Le sujet est si immense que l’exposition a quelque peine à le contenir en quatre-vingts peintures et une cinquantaine de dessins. Mais à défaut d’une structuration nette par thèmes, par lieux, par écoles ou par périodes, elle multiplie les commentaires ponctuels éclairants. Et surtout, elle donne l’occasion de confronter de multiples façons de considérer les paysages bretons à partir d’œuvres exceptionnellement réunies à Quimper. En particulier l’extraordinaire Port de Brest de William Turner (v. 1827) qui légitime le titre de l’exposition, bien qu’on hésite à le qualifier de « paysage » tant il s’éloigne d’une représentation de la nature.

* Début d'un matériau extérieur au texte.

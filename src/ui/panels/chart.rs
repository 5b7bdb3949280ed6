// ComboStats - ui/panels/chart.rs
//
// Bar chart of the top-ranked rows of the active dataset (egui_plot).
// Bars follow the current filters and the selected ranking column.

use crate::app::session::keys;
use crate::app::state::AppState;
use crate::ui::panels::table::column_label;
use crate::ui::theme;
use egui_plot::{Bar, BarChart, Plot};

/// Longest bar label shown on the x axis before truncation.
const MAX_AXIS_LABEL_CHARS: usize = 14;

/// Render the ranking chart for `state.active`.
pub fn render(ui: &mut egui::Ui, state: &AppState) {
    let kind = state.active;
    let data = state.chart_data(kind);
    if data.is_empty() {
        ui.label(egui::RichText::new("Nothing to chart for the current filters.").weak());
        return;
    }

    let ranking = state
        .session
        .choice(&keys::sort(kind))
        .unwrap_or_else(|| kind.default_ranking());
    ui.label(
        egui::RichText::new(format!(
            "Top {} by {}",
            data.len(),
            column_label(ranking)
        ))
        .strong(),
    );

    let bars: Vec<Bar> = data
        .iter()
        .enumerate()
        .map(|(i, d)| {
            Bar::new(i as f64, d.value)
                .name(&d.label)
                .fill(theme::BAR_FILL)
        })
        .collect();
    let labels: Vec<String> = data.iter().map(|d| truncate_label(&d.label)).collect();

    Plot::new(("ranking_chart", kind.id()))
        .height(theme::CHART_HEIGHT)
        .allow_drag(false)
        .allow_zoom(false)
        .allow_scroll(false)
        .allow_boxed_zoom(false)
        .y_axis_label(column_label(ranking))
        .x_axis_formatter(move |mark, _range| {
            let idx = mark.value.round();
            if (mark.value - idx).abs() > f64::EPSILON || idx < 0.0 {
                return String::new();
            }
            labels.get(idx as usize).cloned().unwrap_or_default()
        })
        .show(ui, |plot_ui| {
            plot_ui.bar_chart(BarChart::new(bars).name(column_label(ranking)));
        });
}

fn truncate_label(label: &str) -> String {
    if label.chars().count() <= MAX_AXIS_LABEL_CHARS {
        return label.to_string();
    }
    let head: String = label.chars().take(MAX_AXIS_LABEL_CHARS - 1).collect();
    format!("{head}\u{2026}")
}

Il paraît que la Tate Gallery de Londres s’est fait beaucoup prier pour prêter cette œuvre majeure restée inconnue jusqu’en 1944, car le marchand de Turner l’avait jugée invendable.
Parmi les autres rencontres remarquables de l’exposition figurent une belle série d’œuvres d’Eugène Boudin, grand familier de la Bretagne (il avait épousé une Hanvécoise), dont certaines assez déroutantes, « à la limite de l’abstraction » assure le musée, et un curieux tandem de Maximilien Luce, La pointe du Toulinguet dont la version pointilliste venue du musée du Petit-Palais de Genève est épaulée par une étude habilement acquise par le musée de Quimper.
À noter : Le musée des beaux-arts de Quimper ouvrira bientôt un nouveau site web. On pourra y découvrir en ligne des centaines d’œuvres de ses collections.